Items from a data source
= = = = = = =
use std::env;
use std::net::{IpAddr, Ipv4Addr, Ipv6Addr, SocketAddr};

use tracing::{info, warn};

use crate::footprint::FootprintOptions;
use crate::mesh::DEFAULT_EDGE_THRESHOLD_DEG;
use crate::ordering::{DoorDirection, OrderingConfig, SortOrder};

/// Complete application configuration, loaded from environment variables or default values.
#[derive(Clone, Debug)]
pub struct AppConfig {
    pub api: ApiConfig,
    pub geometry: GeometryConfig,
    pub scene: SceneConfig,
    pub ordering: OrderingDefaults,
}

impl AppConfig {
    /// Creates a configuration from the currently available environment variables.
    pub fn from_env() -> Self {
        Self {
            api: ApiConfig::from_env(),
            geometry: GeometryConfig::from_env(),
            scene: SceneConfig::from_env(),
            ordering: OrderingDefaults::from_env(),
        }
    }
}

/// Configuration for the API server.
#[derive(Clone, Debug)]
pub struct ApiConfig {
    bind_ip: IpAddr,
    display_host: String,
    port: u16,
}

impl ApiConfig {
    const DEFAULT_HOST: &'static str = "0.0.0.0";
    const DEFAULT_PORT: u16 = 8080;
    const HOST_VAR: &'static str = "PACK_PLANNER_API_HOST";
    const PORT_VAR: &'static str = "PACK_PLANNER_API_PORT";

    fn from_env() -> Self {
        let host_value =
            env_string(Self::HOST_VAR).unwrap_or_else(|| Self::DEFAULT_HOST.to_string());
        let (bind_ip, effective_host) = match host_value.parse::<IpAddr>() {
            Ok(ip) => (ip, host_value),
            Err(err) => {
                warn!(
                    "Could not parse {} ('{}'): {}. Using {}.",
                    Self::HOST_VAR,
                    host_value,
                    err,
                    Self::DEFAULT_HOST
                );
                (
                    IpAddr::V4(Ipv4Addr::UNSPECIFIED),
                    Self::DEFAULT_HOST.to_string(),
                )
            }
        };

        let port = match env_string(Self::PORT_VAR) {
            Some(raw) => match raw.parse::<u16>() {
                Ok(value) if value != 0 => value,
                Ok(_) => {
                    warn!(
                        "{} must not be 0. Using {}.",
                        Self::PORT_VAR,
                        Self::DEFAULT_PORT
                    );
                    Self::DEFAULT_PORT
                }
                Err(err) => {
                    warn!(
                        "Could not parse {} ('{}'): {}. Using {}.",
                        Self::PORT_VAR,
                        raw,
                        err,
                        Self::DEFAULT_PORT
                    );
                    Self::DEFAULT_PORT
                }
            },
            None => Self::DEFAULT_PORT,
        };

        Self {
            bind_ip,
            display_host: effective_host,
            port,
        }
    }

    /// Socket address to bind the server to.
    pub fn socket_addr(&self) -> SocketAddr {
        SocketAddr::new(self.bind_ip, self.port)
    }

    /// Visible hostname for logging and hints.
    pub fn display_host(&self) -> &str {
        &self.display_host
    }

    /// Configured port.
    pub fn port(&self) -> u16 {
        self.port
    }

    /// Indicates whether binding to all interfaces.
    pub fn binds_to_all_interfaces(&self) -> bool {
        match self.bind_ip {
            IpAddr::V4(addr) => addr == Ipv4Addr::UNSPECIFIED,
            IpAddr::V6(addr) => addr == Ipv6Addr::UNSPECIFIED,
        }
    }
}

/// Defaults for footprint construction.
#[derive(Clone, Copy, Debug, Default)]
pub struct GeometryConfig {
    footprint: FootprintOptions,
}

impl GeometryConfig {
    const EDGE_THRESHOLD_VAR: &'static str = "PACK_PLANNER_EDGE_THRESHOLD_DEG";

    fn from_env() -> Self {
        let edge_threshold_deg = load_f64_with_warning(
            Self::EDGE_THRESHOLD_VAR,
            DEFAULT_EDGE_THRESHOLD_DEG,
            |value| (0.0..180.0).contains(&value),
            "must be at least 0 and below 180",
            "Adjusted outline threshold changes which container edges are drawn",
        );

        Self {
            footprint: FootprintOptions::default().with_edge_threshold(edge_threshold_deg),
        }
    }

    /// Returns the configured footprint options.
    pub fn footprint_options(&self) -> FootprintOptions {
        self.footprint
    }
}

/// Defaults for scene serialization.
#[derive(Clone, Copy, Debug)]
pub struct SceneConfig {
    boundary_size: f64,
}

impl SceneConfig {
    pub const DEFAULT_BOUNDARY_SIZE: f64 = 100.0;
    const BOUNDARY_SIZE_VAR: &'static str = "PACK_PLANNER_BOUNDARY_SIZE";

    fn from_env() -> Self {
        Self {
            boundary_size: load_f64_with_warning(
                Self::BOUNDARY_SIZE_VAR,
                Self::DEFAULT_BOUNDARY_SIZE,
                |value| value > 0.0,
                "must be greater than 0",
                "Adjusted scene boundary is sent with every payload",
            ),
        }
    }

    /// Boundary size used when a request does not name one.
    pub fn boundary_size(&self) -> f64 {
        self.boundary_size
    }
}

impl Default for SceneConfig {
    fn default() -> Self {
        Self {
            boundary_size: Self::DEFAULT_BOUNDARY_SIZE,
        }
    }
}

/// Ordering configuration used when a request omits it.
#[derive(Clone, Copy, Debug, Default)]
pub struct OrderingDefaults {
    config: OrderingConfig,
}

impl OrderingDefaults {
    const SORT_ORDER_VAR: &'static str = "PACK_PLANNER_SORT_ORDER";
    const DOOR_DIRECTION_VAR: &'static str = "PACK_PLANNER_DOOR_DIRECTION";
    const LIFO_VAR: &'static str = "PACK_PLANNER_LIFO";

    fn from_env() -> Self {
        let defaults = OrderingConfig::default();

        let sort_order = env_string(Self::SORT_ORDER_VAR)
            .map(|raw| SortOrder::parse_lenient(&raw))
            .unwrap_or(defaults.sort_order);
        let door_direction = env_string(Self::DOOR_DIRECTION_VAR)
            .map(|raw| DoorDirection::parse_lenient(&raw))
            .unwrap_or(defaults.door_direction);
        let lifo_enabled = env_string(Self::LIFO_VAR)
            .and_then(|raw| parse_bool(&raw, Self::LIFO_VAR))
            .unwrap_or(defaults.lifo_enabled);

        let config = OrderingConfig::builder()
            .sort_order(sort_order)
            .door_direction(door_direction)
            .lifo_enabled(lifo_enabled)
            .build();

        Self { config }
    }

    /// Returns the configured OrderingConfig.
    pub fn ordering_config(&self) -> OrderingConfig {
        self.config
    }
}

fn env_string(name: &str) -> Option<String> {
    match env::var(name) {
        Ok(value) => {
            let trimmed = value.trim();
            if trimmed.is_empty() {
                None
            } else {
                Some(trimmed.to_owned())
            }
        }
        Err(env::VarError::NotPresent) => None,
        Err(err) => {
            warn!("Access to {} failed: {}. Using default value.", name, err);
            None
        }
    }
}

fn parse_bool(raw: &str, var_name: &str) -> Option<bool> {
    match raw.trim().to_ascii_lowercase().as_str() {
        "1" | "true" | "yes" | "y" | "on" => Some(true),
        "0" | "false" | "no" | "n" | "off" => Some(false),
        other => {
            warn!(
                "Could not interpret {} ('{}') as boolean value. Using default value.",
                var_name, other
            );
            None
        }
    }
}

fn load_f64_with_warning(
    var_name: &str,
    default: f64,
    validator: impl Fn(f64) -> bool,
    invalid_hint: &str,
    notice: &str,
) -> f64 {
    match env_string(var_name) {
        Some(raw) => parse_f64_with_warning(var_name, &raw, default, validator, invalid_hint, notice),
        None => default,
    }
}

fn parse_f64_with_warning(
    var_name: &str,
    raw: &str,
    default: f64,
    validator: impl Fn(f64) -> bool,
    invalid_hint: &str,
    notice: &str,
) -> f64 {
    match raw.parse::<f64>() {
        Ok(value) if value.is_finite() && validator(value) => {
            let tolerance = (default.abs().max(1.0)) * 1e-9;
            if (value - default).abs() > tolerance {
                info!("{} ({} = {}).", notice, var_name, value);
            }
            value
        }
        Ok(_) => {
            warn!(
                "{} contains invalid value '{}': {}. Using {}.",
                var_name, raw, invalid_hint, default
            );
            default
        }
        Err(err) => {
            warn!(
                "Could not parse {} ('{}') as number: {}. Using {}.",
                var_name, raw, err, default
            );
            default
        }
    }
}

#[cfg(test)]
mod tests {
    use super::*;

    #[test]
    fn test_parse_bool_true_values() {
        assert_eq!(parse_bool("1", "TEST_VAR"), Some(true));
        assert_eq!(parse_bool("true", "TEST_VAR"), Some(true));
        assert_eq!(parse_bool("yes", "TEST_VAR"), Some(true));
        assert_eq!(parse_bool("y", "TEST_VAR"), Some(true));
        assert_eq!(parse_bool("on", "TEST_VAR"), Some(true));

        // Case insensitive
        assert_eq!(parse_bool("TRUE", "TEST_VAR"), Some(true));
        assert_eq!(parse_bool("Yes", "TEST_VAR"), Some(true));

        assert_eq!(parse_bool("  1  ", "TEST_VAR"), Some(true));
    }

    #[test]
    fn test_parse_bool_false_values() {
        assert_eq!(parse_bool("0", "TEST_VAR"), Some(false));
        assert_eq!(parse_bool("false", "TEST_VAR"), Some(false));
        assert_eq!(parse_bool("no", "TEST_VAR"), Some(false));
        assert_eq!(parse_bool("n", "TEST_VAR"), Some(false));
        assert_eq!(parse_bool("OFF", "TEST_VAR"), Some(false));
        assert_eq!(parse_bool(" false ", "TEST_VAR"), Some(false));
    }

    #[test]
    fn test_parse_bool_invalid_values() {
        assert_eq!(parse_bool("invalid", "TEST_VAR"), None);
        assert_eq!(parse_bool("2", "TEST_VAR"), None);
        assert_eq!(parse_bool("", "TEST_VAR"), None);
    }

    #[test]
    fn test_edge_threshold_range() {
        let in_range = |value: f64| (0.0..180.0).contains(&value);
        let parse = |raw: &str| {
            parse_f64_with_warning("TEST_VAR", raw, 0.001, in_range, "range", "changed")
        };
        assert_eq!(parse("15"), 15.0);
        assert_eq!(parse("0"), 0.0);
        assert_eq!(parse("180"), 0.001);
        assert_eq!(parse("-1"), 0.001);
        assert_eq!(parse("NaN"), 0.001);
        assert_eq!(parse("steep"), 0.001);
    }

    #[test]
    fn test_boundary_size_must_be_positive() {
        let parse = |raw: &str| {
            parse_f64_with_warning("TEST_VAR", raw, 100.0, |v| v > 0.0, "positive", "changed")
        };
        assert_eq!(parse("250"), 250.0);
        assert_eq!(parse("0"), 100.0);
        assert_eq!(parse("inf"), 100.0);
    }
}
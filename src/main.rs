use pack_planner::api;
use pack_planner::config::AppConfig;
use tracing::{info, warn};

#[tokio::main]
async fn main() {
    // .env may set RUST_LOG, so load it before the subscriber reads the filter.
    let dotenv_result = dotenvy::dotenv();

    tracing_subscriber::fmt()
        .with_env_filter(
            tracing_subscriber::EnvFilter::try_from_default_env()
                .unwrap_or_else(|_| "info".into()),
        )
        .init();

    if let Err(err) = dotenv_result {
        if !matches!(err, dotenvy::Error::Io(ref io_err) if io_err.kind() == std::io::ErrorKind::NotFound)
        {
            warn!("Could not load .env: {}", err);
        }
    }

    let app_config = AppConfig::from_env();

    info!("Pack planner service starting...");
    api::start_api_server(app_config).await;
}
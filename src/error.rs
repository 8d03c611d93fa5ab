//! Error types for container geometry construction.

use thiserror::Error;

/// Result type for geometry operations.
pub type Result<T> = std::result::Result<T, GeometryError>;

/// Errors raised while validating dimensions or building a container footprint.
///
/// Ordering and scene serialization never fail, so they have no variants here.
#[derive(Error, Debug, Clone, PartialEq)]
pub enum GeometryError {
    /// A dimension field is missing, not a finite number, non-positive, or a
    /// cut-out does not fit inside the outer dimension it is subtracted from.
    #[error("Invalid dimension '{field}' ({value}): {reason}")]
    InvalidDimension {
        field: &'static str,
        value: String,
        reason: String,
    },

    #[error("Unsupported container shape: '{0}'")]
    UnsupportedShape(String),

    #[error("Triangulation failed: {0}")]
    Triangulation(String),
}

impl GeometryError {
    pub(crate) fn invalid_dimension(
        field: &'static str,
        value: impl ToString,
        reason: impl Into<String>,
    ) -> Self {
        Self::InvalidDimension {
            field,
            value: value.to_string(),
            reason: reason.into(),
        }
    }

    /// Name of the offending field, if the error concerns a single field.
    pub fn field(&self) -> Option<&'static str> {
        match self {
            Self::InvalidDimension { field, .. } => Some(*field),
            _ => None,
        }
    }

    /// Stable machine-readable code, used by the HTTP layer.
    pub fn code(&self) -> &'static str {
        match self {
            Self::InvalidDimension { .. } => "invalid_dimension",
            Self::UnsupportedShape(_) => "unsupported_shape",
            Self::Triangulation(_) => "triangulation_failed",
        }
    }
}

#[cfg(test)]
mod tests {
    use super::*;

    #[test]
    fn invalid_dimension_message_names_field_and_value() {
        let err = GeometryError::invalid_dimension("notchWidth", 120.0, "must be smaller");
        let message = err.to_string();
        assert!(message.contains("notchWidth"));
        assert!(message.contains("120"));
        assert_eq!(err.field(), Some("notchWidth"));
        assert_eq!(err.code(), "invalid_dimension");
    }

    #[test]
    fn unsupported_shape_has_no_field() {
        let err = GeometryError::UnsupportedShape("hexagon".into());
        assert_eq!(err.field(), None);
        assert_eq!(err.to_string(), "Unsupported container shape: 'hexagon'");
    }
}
= = = = = = =
Set down, unchanged, only those lines above that fall between the line with "for footprint construction." and the line with "be at least", the two end lines included.

[Task response]
/// Defaults for footprint construction.
#[derive(Clone, Copy, Debug, Default)]
pub struct GeometryConfig {
    footprint: FootprintOptions,
}

impl GeometryConfig {
    const EDGE_THRESHOLD_VAR: &'static str = "PACK_PLANNER_EDGE_THRESHOLD_DEG";

    fn from_env() -> Self {
        let edge_threshold_deg = load_f64_with_warning(
            Self::EDGE_THRESHOLD_VAR,
            DEFAULT_EDGE_THRESHOLD_DEG,
            |value| (0.0..180.0).contains(&value),
            "must be at least 0 and below 180",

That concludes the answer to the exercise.